Bir kısım gazeteci ve basın bedeli ne olursa olsun görevini yerine getirmektedirler. Her türlü baskı ve yıldırmaya karşı korkusuzca bizlere gerçekleri iletmektedirler.

Bugün artık dünya gerçeklerinin gözden uzak tutulması, baskı ile insanların susturulması eskisi gibi kolay değildir. Haberleşme teknolojisindeki gelişmeler, sosyal medya imkânlarının artması görünürlüğü ve izlenebilirliği büyük ölçüde artırmıştır. Bu gelişmeler çerçevesinde geçmişte ülke gündemi ve kamuoyu ile sınırlı kalan habercilik ve yayıncılık artık dünya gündemi ile bütünleşmeye başlamıştır.

Yeniçağın liderlerinin ve yöneticilerinin işi zordur. Gerçek dışı vaatler ve hatalı uygulamalar basın ve duyarlı bireylerce ortaya çıkarılmakta, çok kolay kamuoyuna sunulmakta ve paylaşılmaktadır.

Demokrasilerde lider toplumda halkın iradesi ile seçilmiş bir bireydir. Liderlik toplumsal bir görevdir. Koltuk süresi belli olan görev yeridir. Her lider kaçınılmaz olarak koltuğundan bir gün gidecektir.

Demokrasiden ve insani değerlerden söz ediyorsak, bu değerler karşısında hiçbir bireyin diğerinden üstünlüğü yoktur.
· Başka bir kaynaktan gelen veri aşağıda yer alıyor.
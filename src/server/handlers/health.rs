use std::sync::Arc;

use axum::extract::State;
use axum::response::IntoResponse;
use axum::Json;
use serde_json::json;

use crate::core::errors::ApiError;
use crate::state::AppState;

pub async fn health(State(state): State<Arc<AppState>>) -> Result<impl IntoResponse, ApiError> {
    let indexed_chunks = state.rag_store.count().await?;
    Ok(Json(json!({
        "status": "ok",
        "indexed_chunks": indexed_chunks,
        "llm_model": state.llm.model(),
        "embedding_model": state.embedder.model(),
    })))
}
Gelişmiş ülkelerde lider olanlar bir gün bu görevlerini biteceğini bilirler. Liderlik sonrası normal insanlar gibi yaşamın içine dönerler. Nitekim lideri ölümsüz kılan koltuğu bıraktıktan sonra yaptığı başarılı hizmetler nedeni ile toplumun gözünde ve gönlünde kazandığı itibar ve koruduğu saygınlıktır.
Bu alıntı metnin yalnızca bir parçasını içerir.